Trading Bootcamp Episode 6: Draw on Liquidity

Blog & Video Release Date

September 1, 2025

at

9:52 pm

Trading Bootcamp Episode 6: Draw on Liquidity

Introduction

Draw on liquidity is one of the most talked-about concepts in trading, but it’s often overcomplicated. Many traders convince themselves liquidity is being targeted when it really isn’t, leading to unnecessary trades. In this post, we’ll break down what draw on liquidity actually is, how to identify it, and how to use it as part of your trading framework without the confusion.

What Price Really Does

Price only does three things:

  • Seeks buy-side or sell-side liquidity (external range liquidity).

  • Seeks inefficiencies (imbalances).

  • Seeks equilibrium (50% of a range).

Once price hits equilibrium, it often consolidates before choosing the next direction. Recognizing which of these three behaviors is unfolding keeps you from forcing trades when nothing is happening.

External vs. Internal Range Liquidity

  • External range liquidity: major swing highs, swing lows, all-time highs, and all-time lows.

  • Internal range liquidity: inefficiencies or imbalances inside the broader range.

Price will move from internal to external. For example, if price trades into an internal fair value gap, the next likely target is an external high or low.

Using Daily Bias with Draw on Liquidity

Daily bias and draw liquidity work together. If a daily fair value gap is respected, your draw in liquidity remains in that direction. If it’s violated, your bias flips. Example:

  • Price fails to displace lower from a daily fair value gap.

  • It then closes above the breaker.

  • Your draw in liquidity shifts to the upside, targeting untapped highs.

Practical Examples

  • If price sweeps internal range liquidity (like an intraday fair value gap) and shows displacement, your draw on liquidity becomes the external range point—such as a previous daily high.

  • If price is trending bullish and takes a minor low intraday, you can expect it to seek the external high as the next target.

  • Data highs and data lows are especially useful. If the 8:30 open leaves a wick low but order flow remains bullish, that wick low often becomes a draw liquidity point later in the session.

Key Takeaways

  • Always ask: what is price doing? Trend, inefficiency, equilibrium, or liquidity run?

  • Internal liquidity (imbalances, small ranges) leads to external liquidity (major highs or lows).

  • Your draw liquidity should always align with higher timeframe structure and daily bias.

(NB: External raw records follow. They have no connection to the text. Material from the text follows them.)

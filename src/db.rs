use anyhow::Result;
use sqlx::sqlite::{SqliteConnectOptions, SqlitePool, SqlitePoolOptions};
use std::path::Path;
use std::str::FromStr;
use std::time::Duration;

/// Open (creating if missing) the snapshot database at `db_path`.
///
/// Takes a bare path rather than the full config so tests and the store
/// layer can point at throwaway databases.
pub async fn connect(db_path: &Path) -> Result<SqlitePool> {
    if let Some(parent) = db_path.parent() {
        std::fs::create_dir_all(parent)?;
    }

    let options = SqliteConnectOptions::from_str(&format!("sqlite:{}", db_path.display()))?
        .create_if_missing(true)
        .journal_mode(sqlx::sqlite::SqliteJournalMode::Wal)
        .busy_timeout(Duration::from_secs(5));

    let pool = SqlitePoolOptions::new()
        .max_connections(5)
        .connect_with(options)
        .await?;

    Ok(pool)
}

  • Not every chart offers a valid draw. If conditions aren’t clean, wait for better setups instead of forcing trades.

Final Thoughts

Draw on liquidity doesn’t need to be complex. Price either seeks old highs, old lows, inefficiencies, or equilibrium. Use daily bias to frame the context, focus on displacement for confirmation, and be patient when markets consolidate. With this perspective, you’ll stop seeing liquidity everywhere and start identifying it where it really matters.